State v. Nelson

Summarized by:

  • Court: Oregon Court of Appeals
  • Area(s) of Law: Criminal Law
  • Date Filed: 12-17-2014
  • Case #: A146904
  • Judge(s)/Court Below: Schuman, S.J. for the court; Duncan, P.J.; & Haselton, C.J.

Under ORS 166.023(1), a defendant who responds to a friend’s social network account about an emergency at a school is not considered to have initiated or circulated a report. Also, such behavior does not qualify as having knowingly done so.

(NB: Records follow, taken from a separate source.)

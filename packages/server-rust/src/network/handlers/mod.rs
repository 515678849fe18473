//! HTTP handlers for the guest directory.
//!
//! `AppState` is the shared state carried through axum extractors. Every
//! handler funnels into [`serve`], which builds the `RequestContext`, opens
//! the transport span and dispatches through the pipeline.

pub mod context;
pub mod error;
pub mod health;
pub mod user;

pub use context::HttpInfo;
pub use error::HttpError;
pub use health::{liveness_handler, readiness_handler, version_handler};
pub use user::{search_user_handler, update_user_handler};

use std::sync::Arc;

use axum::Json;
use tokio::time::Instant;

use super::{NetworkConfig, ShutdownController};
use crate::service::{Dispatcher, Endpoint, RequestContext, TransportKind};
use crate::telemetry::{SpanGuard, Tracer};

/// Shared application state passed to all axum handlers.
#[derive(Clone)]
pub struct AppState {
    pub dispatcher: Dispatcher,
    pub shutdown: Arc<ShutdownController>,
    pub config: Arc<NetworkConfig>,
    /// Opens the per-request server span. `None` disables transport spans.
    pub tracer: Option<Arc<dyn Tracer>>,
}

/// Runs one typed request through the pipeline.
async fn serve<E: Endpoint>(
    state: &AppState,
    info: HttpInfo,
    request: E,
) -> Result<Json<E::Response>, HttpError> {
    let _in_flight = state.shutdown.in_flight_guard();
    let span = state
        .tracer
        .as_ref()
        .map(|tracer| SpanGuard::open(Arc::clone(tracer), "http.server", info.parent.as_ref()));
    let trace = span.as_ref().map(|s| s.context().clone()).or(info.parent);

    let ctx = RequestContext::new(state.dispatcher.next_call_id(), TransportKind::Http)
        .with_remote_addr(info.remote_addr)
        .with_method(info.method)
        .with_url(info.url)
        .with_protocol(info.protocol)
        .with_trace(trace)
        .with_deadline(Some(Instant::now() + state.config.request_timeout));

    let result = state.dispatcher.serve(ctx, request).await;

    if let Some(span) = span {
        span.finish(result.as_ref().err().map(ToString::to_string));
    }
    result.map(Json).map_err(HttpError::from)
}

#[cfg(test)]
pub(crate) mod testing {
    use super::*;
    use crate::service::domain::{BuildInfo, HealthService, UserService};
    use crate::service::{build_operation_pipeline, service_names, Collaborators, OperationRouter};
    use crate::storage::{MemoryUserStore, UserStore};

    /// State over a real pipeline and the given store.
    pub fn state_with(store: Arc<MemoryUserStore>) -> AppState {
        state_with_collaborators(store, &Collaborators::default())
    }

    /// Like [`state_with`], with a tracer on the pipeline and the transport.
    pub fn traced_state_with(store: Arc<MemoryUserStore>, tracer: Arc<dyn Tracer>) -> AppState {
        let collaborators = Collaborators {
            tracer: Some(tracer),
            ..Collaborators::default()
        };
        state_with_collaborators(store, &collaborators)
    }

    fn state_with_collaborators(
        store: Arc<MemoryUserStore>,
        collaborators: &Collaborators,
    ) -> AppState {
        let shutdown = Arc::new(ShutdownController::new());
        let store: Arc<dyn UserStore> = store;

        let mut router = OperationRouter::new();
        router.register(service_names::USER, UserService::new(Arc::clone(&store)));
        router.register(
            service_names::HEALTH,
            HealthService::new(
                Arc::clone(&shutdown),
                store,
                BuildInfo {
                    version: "0.1.0".to_string(),
                    commit: "test".to_string(),
                    build_time: "now".to_string(),
                },
            ),
        );

        AppState {
            dispatcher: Dispatcher::new(build_operation_pipeline(router, collaborators)),
            shutdown,
            config: Arc::new(NetworkConfig::default()),
            tracer: collaborators.tracer.clone(),
        }
    }
}

#[cfg(test)]
mod tests {
    use axum::body::Body;
    use axum::http::{Request, StatusCode};
    use axum::routing::get;
    use axum::Router;
    use tower::ServiceExt;

    use super::testing::traced_state_with;
    use super::*;
    use crate::storage::MemoryUserStore;
    use crate::telemetry::tracer::testing::RecordingTracer;

    #[tokio::test]
    async fn caller_trace_reaches_operation_span() {
        let tracer = Arc::new(RecordingTracer::default());
        let router = Router::new()
            .route("/liveness", get(liveness_handler))
            .with_state(traced_state_with(Arc::new(MemoryUserStore::new()), tracer.clone()));

        let resp = router
            .oneshot(
                Request::builder()
                    .uri("/liveness")
                    .header(
                        "traceparent",
                        "00-4bf92f3577b34da6a3ce929d0e0e4736-00f067aa0ba902b7-01",
                    )
                    .body(Body::empty())
                    .unwrap(),
            )
            .await
            .unwrap();
        assert_eq!(resp.status(), StatusCode::OK);

        let finished = tracer.finished.lock();
        assert_eq!(finished.len(), 2);
        let server = finished.iter().find(|s| s.name == "http.server").unwrap();
        let operation = finished.iter().find(|s| s.name == "Liveness").unwrap();

        for span in [server, operation] {
            assert_eq!(span.context.trace_id.to_string(), "4bf92f3577b34da6a3ce929d0e0e4736");
        }
        assert_eq!(
            server.context.parent_id.map(|id| id.to_string()).as_deref(),
            Some("00f067aa0ba902b7")
        );
        assert_eq!(operation.context.parent_id, Some(server.context.span_id));
    }
}
//! HTTP server with deferred startup.
//!
//! `new()` assembles state, `start()` binds the listener, and `serve()`
//! accepts connections until shutdown. Binding separately lets the caller
//! learn the port and bring up the RPC listener before either serves.

use std::future::Future;
use std::net::SocketAddr;
use std::sync::Arc;

use axum::routing::{get, put};
use axum::Router;
use tokio::net::TcpListener;
use tracing::{info, warn};

use super::config::NetworkConfig;
use super::handlers::{
    liveness_handler, readiness_handler, search_user_handler, update_user_handler,
    version_handler, AppState,
};
use super::middleware::{build_http_layers, with_rate_limit};
use super::shutdown::ShutdownController;
use crate::service::Dispatcher;
use crate::telemetry::Tracer;

pub struct NetworkModule {
    config: NetworkConfig,
    listener: Option<TcpListener>,
    dispatcher: Dispatcher,
    shutdown: Arc<ShutdownController>,
    tracer: Option<Arc<dyn Tracer>>,
}

impl NetworkModule {
    #[must_use]
    pub fn new(
        config: NetworkConfig,
        dispatcher: Dispatcher,
        shutdown: Arc<ShutdownController>,
        tracer: Option<Arc<dyn Tracer>>,
    ) -> Self {
        Self {
            config,
            listener: None,
            dispatcher,
            shutdown,
            tracer,
        }
    }

    /// Assembles the axum router with all routes and middleware.
    ///
    /// Routes:
    /// - `GET /user/search?surname=`
    /// - `PUT /user`
    /// - `GET /liveness`, `GET /readiness`, `GET /version`
    pub fn build_router(&self) -> Router {
        let state = AppState {
            dispatcher: self.dispatcher.clone(),
            shutdown: Arc::clone(&self.shutdown),
            config: Arc::new(self.config.clone()),
            tracer: self.tracer.clone(),
        };

        let mut router = Router::new()
            .route("/user/search", get(search_user_handler))
            .route("/user", put(update_user_handler))
            .route("/liveness", get(liveness_handler))
            .route("/readiness", get(readiness_handler))
            .route("/version", get(version_handler));

        if let Some(limit) = &self.config.rate_limit {
            router = with_rate_limit(router, limit);
        }

        router
            .layer(build_http_layers(&self.config))
            .with_state(state)
    }

    /// Binds the TCP listener and returns the bound port.
    ///
    /// # Errors
    ///
    /// Returns an error if the address cannot be bound.
    pub async fn start(&mut self) -> anyhow::Result<u16> {
        let addr = format!("{}:{}", self.config.host, self.config.port);
        let listener = TcpListener::bind(&addr).await?;
        let port = listener.local_addr()?.port();

        info!("HTTP listener bound to {}:{}", self.config.host, port);

        self.listener = Some(listener);
        Ok(port)
    }

    /// Serves until `shutdown` resolves, then waits for in-flight calls.
    ///
    /// # Errors
    ///
    /// Returns an error if `start()` was not called or the server fails.
    pub async fn serve(
        self,
        shutdown: impl Future<Output = ()> + Send + 'static,
    ) -> anyhow::Result<()> {
        let router = self.build_router();
        let listener = self
            .listener
            .ok_or_else(|| anyhow::anyhow!("start() must be called before serve()"))?;

        axum::serve(
            listener,
            router.into_make_service_with_connect_info::<SocketAddr>(),
        )
        .with_graceful_shutdown(shutdown)
        .await?;

        self.shutdown.trigger_shutdown();
        if self.shutdown.wait_for_drain(self.config.drain_timeout).await {
            info!("HTTP server drained");
        } else {
            warn!(
                in_flight = self.shutdown.in_flight_count(),
                "HTTP drain timeout expired"
            );
        }
        Ok(())
    }
}

#[cfg(test)]
mod tests {
    use std::time::Duration;

    use super::*;
    use crate::network::handlers::testing::state_with;
    use crate::storage::MemoryUserStore;

    fn module() -> NetworkModule {
        let state = state_with(Arc::new(MemoryUserStore::new()));
        NetworkModule::new(
            NetworkConfig {
                host: "127.0.0.1".to_string(),
                ..NetworkConfig::default()
            },
            state.dispatcher,
            state.shutdown,
            None,
        )
    }

    #[tokio::test]
    async fn start_binds_to_os_assigned_port() {
        let mut module = module();
        let port = module.start().await.expect("start should succeed");
        assert!(port > 0);
        assert!(module.listener.is_some());
    }

    #[tokio::test]
    async fn serve_without_start_is_an_error() {
        let err = module().serve(std::future::pending::<()>()).await.unwrap_err();
        assert!(err.to_string().contains("start()"));
    }

    #[tokio::test]
    async fn serves_liveness_then_shuts_down() {
        let mut module = module();
        let controller = Arc::clone(&module.shutdown);
        let port = module.start().await.unwrap();

        let stop = Arc::clone(&controller);
        let server = tokio::spawn(module.serve(async move { stop.wait_for_shutdown().await }));

        let body = reqwest::get(format!("http://127.0.0.1:{port}/liveness"))
            .await
            .unwrap()
            .text()
            .await
            .unwrap();
        assert_eq!(body, r#"{"status":"ok"}"#);

        controller.trigger_shutdown();
        tokio::time::timeout(Duration::from_secs(5), server)
            .await
            .unwrap()
            .unwrap()
            .unwrap();
        assert_eq!(controller.health_state(), crate::network::HealthState::Stopped);
    }
}
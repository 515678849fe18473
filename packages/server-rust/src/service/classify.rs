//! Error classification: maps pipeline outcomes to transport status codes.
//!
//! Every decorator and both transports consult this table, so an error is
//! labelled the same way in logs, metrics, reports and responses.

use guestlist_core::ErrorKind;
use http::StatusCode;

use super::operation::{OperationError, OperationResponse};

/// Label for a call dropped before it produced a result, e.g. by a
/// transport timeout or a client disconnect. Never sent on the wire.
pub const CANCELLED: u16 = 499;

/// Status code for one error kind.
#[must_use]
pub const fn status_for_kind(kind: ErrorKind) -> StatusCode {
    match kind {
        ErrorKind::InvalidArgument | ErrorKind::AlreadyExists | ErrorKind::BadRequest => {
            StatusCode::BAD_REQUEST
        }
        ErrorKind::NotFound => StatusCode::NOT_FOUND,
        ErrorKind::InvalidRequest => StatusCode::UNPROCESSABLE_ENTITY,
        ErrorKind::ConnectionUnavailable | ErrorKind::Internal => {
            StatusCode::INTERNAL_SERVER_ERROR
        }
    }
}

/// `None` is success.
#[must_use]
pub fn classify(error: Option<&OperationError>) -> StatusCode {
    error.map_or(StatusCode::OK, |e| status_for_kind(e.kind()))
}

#[must_use]
pub fn classify_result(result: &Result<OperationResponse, OperationError>) -> StatusCode {
    classify(result.as_ref().err())
}

#[cfg(test)]
mod tests {
    use super::*;

    #[test]
    fn success_is_ok() {
        assert_eq!(classify(None), StatusCode::OK);
    }

    #[test]
    fn classification_table() {
        let cases = [
            (OperationError::InvalidArgument("x".into()), 400),
            (OperationError::AlreadyExists("x".into()), 400),
            (OperationError::BadRequest("x".into()), 400),
            (OperationError::NotFound("x".into()), 404),
            (OperationError::InvalidRequest("x".into()), 422),
            (OperationError::ConnectionUnavailable("x".into()), 500),
            (OperationError::Internal("x".into()), 500),
            (OperationError::UnknownService { name: "x".into() }, 500),
            (OperationError::WrongService { method: "Version" }, 500),
            (
                OperationError::ResponseMismatch {
                    expected: "SearchUser",
                    got: "Version",
                },
                500,
            ),
        ];
        for (err, code) in cases {
            assert_eq!(classify(Some(&err)).as_u16(), code, "{err}");
        }
    }

    #[test]
    fn result_form_matches_option_form() {
        let err: Result<OperationResponse, OperationError> =
            Err(OperationError::NotFound("user 3".into()));
        assert_eq!(classify_result(&err), StatusCode::NOT_FOUND);
    }
}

Defendant appealed a conviction for first degree disorderly conduct, ORS 166.023(1). Defendant responded to a friend’s Myspace comment which said “I live down the street from Barlow [High School]. I’m bored let’s shoot it up.” Defendant’s response encouraged the act and he offered to assist in the school shooting. Another Myspace patron noticed the interaction and reported it to the police. ORS 166.023(1) states: “A person commits the crime of disorderly conduct in the first degree if, with intent to cause public inconvenience, annoyance or alarm, or knowingly creating a risk thereof, the person initiates or circulates a report, knowing it to be false:” and stating that the catastrophe will be located at a school. The Court determined that Defendant did not violate the statute because by responding to a message on Myspace he did not initiate or circulate the report and his mental state did not rise to the level of knowing. Conviction for first-degree disorderly conduct reversed; otherwise affirmed.